The current is strong. I force myself not to stroke, so my oxygen will last longer, letting the water push me down the river. Where doesn’t matter, so long as it spits me out far from my starting location.
I wish I could hear more than the rush of the current. I’ve caught a strong stream, slipping past slimy logs and mossy stones, hoping I don’t impale myself on rebar or a broken branch. My lungs start to demand air just as I strike shallows, my belly skating on the soft muck of the shore. I pull forward so that only my head is out of the water, facing into soft dead leaves. I want to heave and gasp but Imake myself breathe quietly.
Flashing lights, thudding vibrations. The same din as fireworks.
I turn onto my side, facing the commotion. I’m back on the near shore, and the warbot is hovering over the middle of the water a few hundred yards upriver, firing nonstop. Its bullets strike trees and ground with enough force to send up bright clouds of sparks, to fill the air with the tangy smell of burning wood. With each round of firing, a new glow fills the dark sky and illuminates the tendrils of smoke that rise from the assault.
The warbot is shooting in enough directions that it must not have detected Ambrose—it’s just firing on any biological signatures it detects, any hints of animal movement, indiscriminately mowing down ducks and voles and praying mantises. Or sheep. Or humans.
The warbot pauses, then moves downriver a few yards and begins a fresh round of firing.
I wince. But I must not be in range yet, because I’m still alive.
Frantically, I look for any sign of Ambrose or Sheep. Nothing. They’re either dead already at the bottom of the river, or they somehow got away, or they’re trying to keep as still as they can, like I am.
I wait for the warbot to begin a fresh round of firing. Once it’s done, I slink forward a fraction and stop whenthe warbot begins scanning again. I creep farther forward during the next round of firing.
I’m in a thicket at the shore now. I get to all fours.
The latest round of firing stops, and I pause.
The firing doesn’t begin again.
I allow myself to look back toward the warbot. It’s changed its strategy, and surges toward me above the river’s surface, fast enough that the top of the cylinder is ahead of the bottom half, the sparking electrified middle expanding between them like a stretched spring.
The warbot slows once it reaches the stretch of river closest to my feeble hiding place. It stops, and begins its latest scan.
Training be damned. No breathing tricks will keep me alive at this distance. I break into a mad crashing run, slamming through branches and thorny vines, slaloming around trunks, hurling myself into the tree line.
I hear creaking, crashing thuds behind me as bullets rip into vegetation. Shrapnel strikes my back, and chunks of wood hurtle past me. I’m beamed across the back of my head, strong enough that it feels like a punch. A bloody chunk of wood pitches into the ground before me.
Somehow I’m still alive, somehow I can still stagger forward, somehow I have a body that can tumble into the muck, exhausted and depleted. I can’t get to my feet in the invisible mass of bush and vine that’s trapping my ankles,but I do manage to wriggle onto my back to see behind me, where through the dark canopy of trees I can just make out the river.

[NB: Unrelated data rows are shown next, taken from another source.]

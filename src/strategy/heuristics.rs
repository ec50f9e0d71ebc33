//! Deterministic heuristic strategies.

use tracing::trace;

use crate::core::{Coord, Result};
use crate::rules::ReadOnlyModel;

use super::Strategy;

// =============================================================================
// First Legal
// =============================================================================

/// Plays the upper-left-most legal move.
#[derive(Clone, Debug, Default)]
pub struct FirstLegal;

impl Strategy for FirstLegal {
    fn name(&self) -> &str {
        "first-legal"
    }

    fn choose_move(&mut self, model: &dyn ReadOnlyModel) -> Result<Option<Coord>> {
        Ok(model.legal_moves()?.first().copied())
    }
}

// =============================================================================
// Max Capture
// =============================================================================

/// Plays the move that flips the most disks.
#[derive(Clone, Debug, Default)]
pub struct MaxCapture;

impl Strategy for MaxCapture {
    fn name(&self) -> &str {
        "max-capture"
    }

    fn choose_move(&mut self, model: &dyn ReadOnlyModel) -> Result<Option<Coord>> {
        let mut best: Option<(Coord, usize)> = None;

        // legal_moves is in Coord order, so strict `>` keeps the upper-left tie.
        for at in model.legal_moves()? {
            let count = model.captures_at(at)?.len();
            trace!(%at, count, "max-capture candidate");
            if best.map_or(true, |(_, c)| count > c) {
                best = Some((at, count));
            }
        }

        Ok(best.map(|(at, _)| at))
    }
}

// =============================================================================
// Corner Seeking
// =============================================================================

/// Takes a corner whenever one is legal, otherwise defers to another
/// strategy.
pub struct CornerSeeking {
    fallback: Box<dyn Strategy>,
}

impl CornerSeeking {
    /// Corner seeking with `MaxCapture` as the fallback.
    #[must_use]
    pub fn new() -> Self {
        Self::with_fallback(Box::new(MaxCapture))
    }

    /// Corner seeking with a custom fallback.
    #[must_use]
    pub fn with_fallback(fallback: Box<dyn Strategy>) -> Self {
        Self { fallback }
    }
}

impl Default for CornerSeeking {
    fn default() -> Self {
        Self::new()
    }
}

impl std::fmt::Debug for CornerSeeking {
    fn fmt(&self, f: &mut std::fmt::Formatter<'_>) -> std::fmt::Result {
        f.debug_struct("CornerSeeking")
            .field("fallback", &self.fallback.name())
            .finish()
    }
}

impl Strategy for CornerSeeking {
    fn name(&self) -> &str {
        "corner-seeking"
    }

    fn choose_move(&mut self, model: &dyn ReadOnlyModel) -> Result<Option<Coord>> {
        for corner in model.snapshot().corners() {
            if model.is_move_possible(corner)? {
                return Ok(Some(corner));
            }
        }
        self.fallback.choose_move(model)
    }
}

#[cfg(test)]
mod tests {
    use super::*;
    use crate::board::Board;
    use crate::core::{Player, ReversiError};
    use crate::rules::{HexReversi, Model};

    fn started(board: Board) -> HexReversi {
        let mut game = HexReversi::from_board(board);
        game.start_game().unwrap();
        game
    }

    #[test]
    fn test_unstarted_game_is_an_error() {
        let game = HexReversi::new(4).unwrap();
        assert_eq!(FirstLegal.choose_move(&game), Err(ReversiError::NotStarted));
        assert_eq!(MaxCapture.choose_move(&game), Err(ReversiError::NotStarted));
    }

    #[test]
    fn test_first_legal_is_smallest_coord() {
        let game = started(Board::new(6).unwrap());
        let expected = game.legal_moves().unwrap()[0];
        assert_eq!(FirstLegal.choose_move(&game), Ok(Some(expected)));
    }

    #[test]
    fn test_no_moves_means_pass() {
        let game = started(Board::empty(3).unwrap());
        assert_eq!(FirstLegal.choose_move(&game), Ok(None));
        assert_eq!(MaxCapture.choose_move(&game), Ok(None));
        assert_eq!(CornerSeeking::new().choose_move(&game), Ok(None));
    }

    #[test]
    fn test_max_capture_prefers_longer_line() {
        let mut board = Board::empty(5).unwrap();
        // The origin captures one disk; (0, 1) captures two.
        board.place_disk(Coord::new(-1, 0), Player::Two, Player::One).unwrap();
        board.place_disk(Coord::new(-2, 0), Player::One, Player::Two).unwrap();
        board.place_disk(Coord::new(1, 1), Player::Two, Player::One).unwrap();
        board.place_disk(Coord::new(2, 1), Player::Two, Player::One).unwrap();
        board.place_disk(Coord::new(3, 1), Player::One, Player::Two).unwrap();

        let game = started(board);
        assert_eq!(game.legal_moves(), Ok(vec![Coord::ORIGIN, Coord::new(0, 1)]));
        assert_eq!(MaxCapture.choose_move(&game), Ok(Some(Coord::new(0, 1))));
    }

    #[test]
    fn test_max_capture_tie_breaks_upper_left() {
        let game = started(Board::new(6).unwrap());
        let moves = game.legal_moves().unwrap();
        let best = moves
            .iter()
            .map(|m| game.captures_at(*m).unwrap().len())
            .max()
            .unwrap();
        let expected = moves
            .into_iter()
            .find(|m| game.captures_at(*m).unwrap().len() == best)
            .unwrap();
        assert_eq!(MaxCapture.choose_move(&game), Ok(Some(expected)));
    }

    #[test]
    fn test_corner_seeking_takes_corner() {
        let mut board = Board::empty(3).unwrap();
        // Corner (2, -2) captures (1, -1) towards (0, 0).
        board.place_disk(Coord::new(1, -1), Player::Two, Player::One).unwrap();
        board.place_disk(Coord::ORIGIN, Player::One, Player::Two).unwrap();
        // A bigger non-corner capture elsewhere.
        board.place_disk(Coord::new(-1, 1), Player::Two, Player::One).unwrap();
        board.place_disk(Coord::new(0, 1), Player::Two, Player::One).unwrap();
        board.place_disk(Coord::new(1, 1), Player::One, Player::Two).unwrap();

        let game = started(board);
        assert_eq!(MaxCapture.choose_move(&game), Ok(Some(Coord::new(-2, 1))));
        assert_eq!(CornerSeeking::new().choose_move(&game), Ok(Some(Coord::new(2, -2))));
    }

    #[test]
    fn test_corner_seeking_falls_back() {
        let game = started(Board::new(6).unwrap());
        let expected = FirstLegal.choose_move(&game).unwrap();
        let mut strategy = CornerSeeking::with_fallback(Box::new(FirstLegal));
        assert_eq!(strategy.choose_move(&game), Ok(expected));
        assert_eq!(format!("{:?}", strategy), "CornerSeeking { fallback: \"first-legal\" }");
    }
}
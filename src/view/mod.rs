//! Text view of the board.
//!
//! Renders snapshots as ASCII art and can follow a game as a state listener.

mod text;

pub use text::{render, tile_char, TextView};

There, the warbot has risen high above the water, its blue electric middle brighter than ever, casting glowing metallic light over the eddies of the river. Like an avenging god from some silent primal era of magic and might. It flies to the bridge, where it positions itself in the very middle.
Is Ambrose somehow alive, and hiding on the bridge?
Is the warbot out of bullets, and printing more? Or preparing to detonate?
I’ve pushed my body to its limits. I want to flee, but I can’t get myself to move. I can only watch. Watch my end come to meet me, or watch the murder of my new companion.